START SOURCE RECORDS

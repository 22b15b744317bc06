//! Discovery of running Claude CLI instances and their live resource metrics.
//!
//! The process table and the working-directory lookup are both injected, so
//! the scanner runs the same against sysinfo in production and against fixed
//! rows in tests.
//!
//! CPU percent is a delta between two refreshes of the same table. The first
//! scan that sees a pid reports `0.0` for it; scanning on a fixed tick gives
//! accurate numbers from the second tick on.

use std::fmt;
use std::path::PathBuf;
use std::time::Duration;

use chrono::{DateTime, TimeZone, Utc};
use serde::{Serialize, Serializer};
use sysinfo::{ProcessRefreshKind, ProcessesToUpdate, System, UpdateKind};
use tracing::debug;

use crate::config::ProcessMatchConfig;
use crate::error::{MetricError, ScanError};
use crate::util::serialize_duration_secs;
use crate::workdir::{PlatformWorkingDir, WorkingDirResolver};

pub const PERMISSION_DENIED_MARKER: &str = "[Permission Denied]";

const BYTES_PER_MB: f64 = 1024.0 * 1024.0;

#[derive(Debug, Clone, PartialEq, Eq)]
pub enum WorkingDir {
    Path(PathBuf),
    PermissionDenied,
}

impl WorkingDir {
    pub fn path(&self) -> Option<&PathBuf> {
        match self {
            Self::Path(path) => Some(path),
            Self::PermissionDenied => None,
        }
    }
}

impl fmt::Display for WorkingDir {
    fn fmt(&self, f: &mut fmt::Formatter<'_>) -> fmt::Result {
        match self {
            Self::Path(path) => write!(f, "{}", path.display()),
            Self::PermissionDenied => f.write_str(PERMISSION_DENIED_MARKER),
        }
    }
}

impl Serialize for WorkingDir {
    fn serialize<S: Serializer>(&self, serializer: S) -> Result<S::Ok, S::Error> {
        match self {
            Self::Path(path) => path.serialize(serializer),
            Self::PermissionDenied => serializer.serialize_str(PERMISSION_DENIED_MARKER),
        }
    }
}

/// One running instance, as seen at scan time.
#[derive(Debug, Clone, PartialEq, Serialize)]
pub struct ProcessRecord {
    pub pid: u32,
    pub cpu_percent: f32,
    pub memory_mb: f64,
    pub working_dir: WorkingDir,
    pub command: String,
    pub start_time: DateTime<Utc>,
    #[serde(rename = "uptime_seconds", serialize_with = "serialize_duration_secs")]
    pub uptime: Duration,
    pub is_helper: bool,
}

/// Raw row from a [`ProcessTable`]. `None` means the platform would not give
/// us that field for this pid.
#[derive(Debug, Clone, Default)]
pub struct ProcessSample {
    pub pid: u32,
    pub exe: Option<PathBuf>,
    pub command: Option<String>,
    pub cpu_percent: f32,
    pub memory_bytes: Option<u64>,
    pub start_time: Option<DateTime<Utc>>,
}

pub trait ProcessTable {
    fn snapshot(&mut self) -> Result<Vec<ProcessSample>, ScanError>;
}

/// sysinfo-backed table. Keeps its `System` between snapshots so CPU usage
/// has a previous sample to diff against.
pub struct SysinfoProcessTable {
    system: System,
}

impl SysinfoProcessTable {
    pub fn new() -> Self {
        Self {
            system: System::new(),
        }
    }
}

impl Default for SysinfoProcessTable {
    fn default() -> Self {
        Self::new()
    }
}

impl ProcessTable for SysinfoProcessTable {
    fn snapshot(&mut self) -> Result<Vec<ProcessSample>, ScanError> {
        if !sysinfo::IS_SUPPORTED_SYSTEM {
            return Err(ScanError::Enumeration(
                "process listing is not supported on this platform".to_string(),
            ));
        }

        self.system.refresh_processes_specifics(
            ProcessesToUpdate::All,
            true,
            ProcessRefreshKind::nothing()
                .with_cpu()
                .with_memory()
                .with_exe(UpdateKind::OnlyIfNotSet)
                .with_cmd(UpdateKind::OnlyIfNotSet),
        );

        let processes = self.system.processes();
        if processes.is_empty() {
            return Err(ScanError::Enumeration(
                "operating system returned an empty process table".to_string(),
            ));
        }

        Ok(processes
            .iter()
            .map(|(pid, process)| {
                let command = process
                    .cmd()
                    .iter()
                    .map(|part| part.to_string_lossy().to_string())
                    .collect::<Vec<_>>()
                    .join(" ");
                ProcessSample {
                    pid: pid.as_u32(),
                    exe: process.exe().map(|exe| exe.to_path_buf()),
                    command: Some(command).filter(|cmd| !cmd.is_empty()),
                    cpu_percent: process.cpu_usage(),
                    memory_bytes: Some(process.memory()),
                    start_time: unix_seconds(process.start_time()),
                }
            })
            .collect())
    }
}

fn unix_seconds(secs: u64) -> Option<DateTime<Utc>> {
    if secs == 0 {
        return None;
    }
    Utc.timestamp_opt(i64::try_from(secs).ok()?, 0).single()
}

#[derive(Debug, Clone, Copy, PartialEq, Eq, Default, clap::ValueEnum)]
pub enum ProcessSort {
    #[default]
    Pid,
    Cpu,
    Memory,
    Uptime,
}

impl ProcessSort {
    pub fn next(self) -> Self {
        match self {
            Self::Pid => Self::Cpu,
            Self::Cpu => Self::Memory,
            Self::Memory => Self::Uptime,
            Self::Uptime => Self::Pid,
        }
    }

    pub fn label(self) -> &'static str {
        match self {
            Self::Pid => "pid",
            Self::Cpu => "cpu",
            Self::Memory => "memory",
            Self::Uptime => "uptime",
        }
    }
}

pub fn sort_processes(records: &mut [ProcessRecord], sort: ProcessSort, ascending: bool) {
    records.sort_by(|a, b| {
        let ordering = match sort {
            ProcessSort::Pid => a.pid.cmp(&b.pid),
            ProcessSort::Cpu => a.cpu_percent.total_cmp(&b.cpu_percent),
            ProcessSort::Memory => a.memory_mb.total_cmp(&b.memory_mb),
            ProcessSort::Uptime => a.uptime.cmp(&b.uptime),
        }
        .then_with(|| a.pid.cmp(&b.pid));
        if ascending { ordering } else { ordering.reverse() }
    });
}

pub struct ProcessScanner<T = SysinfoProcessTable, R = PlatformWorkingDir> {
    table: T,
    resolver: R,
    rules: ProcessMatchConfig,
    own_pid: Option<u32>,
}

impl ProcessScanner {
    pub fn system(rules: ProcessMatchConfig) -> Self {
        Self::new(
            SysinfoProcessTable::new(),
            PlatformWorkingDir::default(),
            rules,
        )
        .skip_pid(std::process::id())
    }
}

impl<T: ProcessTable, R: WorkingDirResolver> ProcessScanner<T, R> {
    pub fn new(table: T, resolver: R, rules: ProcessMatchConfig) -> Self {
        Self {
            table,
            resolver,
            rules,
            own_pid: None,
        }
    }

    /// Never report this pid, used to keep the inspector itself out of the list.
    pub fn skip_pid(mut self, pid: u32) -> Self {
        self.own_pid = Some(pid);
        self
    }

    /// Returns every target instance, minus helper subprocesses unless
    /// `include_helpers` is set. Fails only when the table cannot be listed.
    pub fn discover(&mut self, include_helpers: bool) -> Result<Vec<ProcessRecord>, ScanError> {
        let samples = self.table.snapshot()?;
        let now = Utc::now();
        let mut records = Vec::new();

        for sample in samples {
            if self.own_pid == Some(sample.pid) || !self.is_target(&sample) {
                continue;
            }

            let Some(command) = sample.command.as_deref() else {
                debug!(pid = sample.pid, "skipping process without readable command line");
                continue;
            };
            let is_helper = self.is_helper_command(command);
            if is_helper && !include_helpers {
                continue;
            }

            match self.collect_metrics(&sample, is_helper, now) {
                Ok(record) => records.push(record),
                Err(err) => debug!(error = %err, "dropping process from scan"),
            }
        }

        records.sort_by_key(|record| record.pid);
        Ok(records)
    }

    fn is_target(&self, sample: &ProcessSample) -> bool {
        let Some(exe) = &sample.exe else {
            return false;
        };
        let exe = exe.to_string_lossy();
        exe.contains(self.rules.target_substring.as_str())
            && !self
                .rules
                .excluded_substrings
                .iter()
                .any(|excluded| exe.contains(excluded.as_str()))
    }

    fn is_helper_command(&self, command: &str) -> bool {
        self.rules
            .helper_markers
            .iter()
            .any(|marker| command.contains(marker.as_str()))
    }

    fn collect_metrics(
        &self,
        sample: &ProcessSample,
        is_helper: bool,
        now: DateTime<Utc>,
    ) -> Result<ProcessRecord, MetricError> {
        let pid = sample.pid;
        let command = sample
            .command
            .clone()
            .ok_or(MetricError::CommandLine { pid })?;
        let start_time = sample.start_time.ok_or(MetricError::StartTime { pid })?;
        let memory_bytes = sample.memory_bytes.ok_or(MetricError::Memory { pid })?;

        let working_dir = match self.resolver.resolve(pid) {
            Ok(path) => WorkingDir::Path(path),
            Err(err) => {
                debug!(pid, error = %err, "working directory unavailable");
                WorkingDir::PermissionDenied
            }
        };

        Ok(ProcessRecord {
            pid,
            cpu_percent: sample.cpu_percent,
            memory_mb: memory_bytes as f64 / BYTES_PER_MB,
            working_dir,
            command,
            start_time,
            uptime: (now - start_time).to_std().unwrap_or_default(),
            is_helper,
        })
    }
}
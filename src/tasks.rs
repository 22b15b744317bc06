//! Background loading for the dashboard.
//!
//! Scans run on one long-lived worker that owns the scanner, so its CPU
//! baseline survives between ticks. Discovery and parsing each get a
//! short-lived thread. Every request carries an id; a result whose id is no
//! longer the latest for its kind is dropped on receipt.

use std::path::PathBuf;
use std::sync::mpsc::{self, Receiver, RecvTimeoutError, Sender};
use std::thread;
use std::time::{Duration, Instant};

use tracing::{debug, trace};

use crate::discovery::{self, ProjectDir, SessionInfo};
use crate::error::{DiscoveryError, ParseError, ScanError};
use crate::process::{ProcessRecord, ProcessScanner, ProcessTable};
use crate::session::{self, SessionStats};
use crate::workdir::WorkingDirResolver;

#[derive(Debug, Clone, Copy, PartialEq, Eq)]
pub enum LoadKind {
    Processes,
    Sessions,
    Detail,
    Projects,
}

impl LoadKind {
    const COUNT: usize = 4;

    fn slot(self) -> usize {
        match self {
            Self::Processes => 0,
            Self::Sessions => 1,
            Self::Detail => 2,
            Self::Projects => 3,
        }
    }
}

#[derive(Debug)]
pub enum Payload {
    Processes(Result<Vec<ProcessRecord>, ScanError>),
    Sessions {
        dir: PathBuf,
        result: Result<Vec<SessionInfo>, DiscoveryError>,
    },
    Detail(Result<SessionStats, ParseError>),
    Projects(Result<Vec<ProjectDir>, DiscoveryError>),
}

impl Payload {
    pub fn kind(&self) -> LoadKind {
        match self {
            Self::Processes(_) => LoadKind::Processes,
            Self::Sessions { .. } => LoadKind::Sessions,
            Self::Detail(_) => LoadKind::Detail,
            Self::Projects(_) => LoadKind::Projects,
        }
    }
}

#[derive(Debug)]
struct Loaded {
    id: u64,
    payload: Payload,
}

#[derive(Debug)]
struct ScanRequest {
    id: u64,
    include_helpers: bool,
}

pub struct Loader {
    scan_tx: Sender<ScanRequest>,
    results_tx: Sender<Loaded>,
    results_rx: Receiver<Loaded>,
    projects_root: PathBuf,
    next_id: u64,
    latest: [Option<u64>; LoadKind::COUNT],
    pending: [bool; LoadKind::COUNT],
}

impl Loader {
    pub fn spawn<T, R>(mut scanner: ProcessScanner<T, R>, projects_root: PathBuf) -> Self
    where
        T: ProcessTable + Send + 'static,
        R: WorkingDirResolver + Send + 'static,
    {
        let (scan_tx, scan_rx) = mpsc::channel::<ScanRequest>();
        let (results_tx, results_rx) = mpsc::channel::<Loaded>();

        let worker_tx = results_tx.clone();
        thread::spawn(move || {
            // Ends once the loader, and with it the request sender, is dropped.
            while let Ok(request) = scan_rx.recv() {
                let result = scanner.discover(request.include_helpers);
                let loaded = Loaded {
                    id: request.id,
                    payload: Payload::Processes(result),
                };
                if worker_tx.send(loaded).is_err() {
                    break;
                }
            }
            debug!("scanner worker stopped");
        });

        Self {
            scan_tx,
            results_tx,
            results_rx,
            projects_root,
            next_id: 0,
            latest: [None; LoadKind::COUNT],
            pending: [false; LoadKind::COUNT],
        }
    }

    pub fn request_scan(&mut self, include_helpers: bool) {
        let id = self.issue(LoadKind::Processes);
        if self
            .scan_tx
            .send(ScanRequest {
                id,
                include_helpers,
            })
            .is_err()
        {
            debug!("scanner worker is gone; scan request dropped");
            self.pending[LoadKind::Processes.slot()] = false;
        }
    }

    pub fn request_sessions(&mut self, dir: PathBuf) {
        let id = self.issue(LoadKind::Sessions);
        let root = self.projects_root.clone();
        self.spawn_job(id, move || {
            let result = discovery::find_sessions_for_directory(&root, &dir);
            Payload::Sessions { dir, result }
        });
    }

    pub fn request_detail(&mut self, path: PathBuf) {
        let id = self.issue(LoadKind::Detail);
        self.spawn_job(id, move || Payload::Detail(session::parse_session_file(&path)));
    }

    pub fn request_projects(&mut self) {
        let id = self.issue(LoadKind::Projects);
        let root = self.projects_root.clone();
        self.spawn_job(id, move || Payload::Projects(discovery::list_projects(&root)));
    }

    pub fn is_pending(&self, kind: LoadKind) -> bool {
        self.pending[kind.slot()]
    }

    /// Forgets any outstanding request of `kind`; its result will be dropped.
    pub fn cancel(&mut self, kind: LoadKind) {
        self.latest[kind.slot()] = None;
        self.pending[kind.slot()] = false;
    }

    /// Next fresh result without blocking.
    pub fn try_next(&mut self) -> Option<Payload> {
        while let Ok(loaded) = self.results_rx.try_recv() {
            if let Some(payload) = self.accept(loaded) {
                return Some(payload);
            }
        }
        None
    }

    /// Next fresh result, waiting up to `timeout`.
    pub fn next_timeout(&mut self, timeout: Duration) -> Option<Payload> {
        let deadline = Instant::now() + timeout;
        loop {
            let remaining = deadline.saturating_duration_since(Instant::now());
            match self.results_rx.recv_timeout(remaining) {
                Ok(loaded) => {
                    if let Some(payload) = self.accept(loaded) {
                        return Some(payload);
                    }
                }
                Err(RecvTimeoutError::Timeout | RecvTimeoutError::Disconnected) => return None,
            }
        }
    }

    fn issue(&mut self, kind: LoadKind) -> u64 {
        self.next_id += 1;
        self.latest[kind.slot()] = Some(self.next_id);
        self.pending[kind.slot()] = true;
        self.next_id
    }

    fn spawn_job<F>(&self, id: u64, job: F)
    where
        F: FnOnce() -> Payload + Send + 'static,
    {
        let tx = self.results_tx.clone();
        thread::spawn(move || {
            let _ = tx.send(Loaded {
                id,
                payload: job(),
            });
        });
    }

    fn accept(&mut self, loaded: Loaded) -> Option<Payload> {
        let slot = loaded.payload.kind().slot();
        if self.latest[slot] != Some(loaded.id) {
            trace!(id = loaded.id, kind = ?loaded.payload.kind(), "dropping stale result");
            return None;
        }
        self.pending[slot] = false;
        Some(loaded.payload)
    }
}

#[cfg(test)]
mod tests {
    use super::*;
    use std::fs;
    use std::path::Path;

    use chrono::Utc;
    use tempfile::TempDir;

    use crate::config::ProcessMatchConfig;
    use crate::error::WorkingDirError;
    use crate::process::ProcessSample;

    struct OneClaude;

    impl ProcessTable for OneClaude {
        fn snapshot(&mut self) -> Result<Vec<ProcessSample>, ScanError> {
            Ok(vec![ProcessSample {
                pid: 42,
                exe: Some(PathBuf::from("/usr/local/bin/claude")),
                command: Some("claude".to_string()),
                cpu_percent: 1.5,
                memory_bytes: Some(64 * 1024 * 1024),
                start_time: Some(Utc::now()),
            }])
        }
    }

    fn loader(root: &Path) -> Loader {
        let resolver = |_pid: u32| -> Result<PathBuf, WorkingDirError> { Ok(PathBuf::from("/work")) };
        let scanner = ProcessScanner::new(OneClaude, resolver, ProcessMatchConfig::default());
        Loader::spawn(scanner, root.to_path_buf())
    }

    fn wait(loader: &mut Loader) -> Payload {
        loader
            .next_timeout(Duration::from_secs(10))
            .expect("result before timeout")
    }

    #[test]
    fn scan_results_come_back_from_worker() {
        let tmp = TempDir::new().expect("temp dir");
        let mut loader = loader(tmp.path());

        loader.request_scan(false);
        assert!(loader.is_pending(LoadKind::Processes));

        match wait(&mut loader) {
            Payload::Processes(Ok(records)) => {
                assert_eq!(records.len(), 1);
                assert_eq!(records[0].pid, 42);
            }
            other => panic!("unexpected payload: {other:?}"),
        }
        assert!(!loader.is_pending(LoadKind::Processes));
    }

    #[test]
    fn superseded_detail_requests_are_dropped() {
        let tmp = TempDir::new().expect("temp dir");
        let first = tmp.path().join("first.jsonl");
        let second = tmp.path().join("second.jsonl");
        fs::write(&first, "").expect("write first");
        fs::write(&second, "").expect("write second");
        let mut loader = loader(tmp.path());

        loader.request_detail(first);
        loader.request_detail(second.clone());

        match wait(&mut loader) {
            Payload::Detail(Ok(stats)) => assert_eq!(stats.file_path, second),
            other => panic!("unexpected payload: {other:?}"),
        }
        assert!(!loader.is_pending(LoadKind::Detail));
        assert!(loader.next_timeout(Duration::from_millis(200)).is_none());
    }

    #[test]
    fn cancelled_requests_never_surface() {
        let tmp = TempDir::new().expect("temp dir");
        let mut loader = loader(tmp.path());

        loader.request_projects();
        loader.cancel(LoadKind::Projects);
        assert!(!loader.is_pending(LoadKind::Projects));
        assert!(loader.next_timeout(Duration::from_millis(300)).is_none());
    }

    #[test]
    fn discovery_errors_are_delivered() {
        let tmp = TempDir::new().expect("temp dir");
        let mut loader = loader(&tmp.path().join("missing"));

        loader.request_sessions(PathBuf::from("/work"));
        match wait(&mut loader) {
            Payload::Sessions { dir, result } => {
                assert_eq!(dir, PathBuf::from("/work"));
                assert!(matches!(result, Err(DiscoveryError::RootUnreadable { .. })));
            }
            other => panic!("unexpected payload: {other:?}"),
        }
    }
}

END SOURCE RECORDS

* _WORK INSTRUCTIONS_
Output the lines above between the one holding "helper subprocesses unless" and the one holding "pub fn discover(&mut", inclusive, with nothing before or after them.

* _EXERCISE RESPONSE_
    /// Returns every target instance, minus helper subprocesses unless
    /// `include_helpers` is set. Fails only when the table cannot be listed.
    pub fn discover(&mut self, include_helpers: bool) -> Result<Vec<ProcessRecord>, ScanError> {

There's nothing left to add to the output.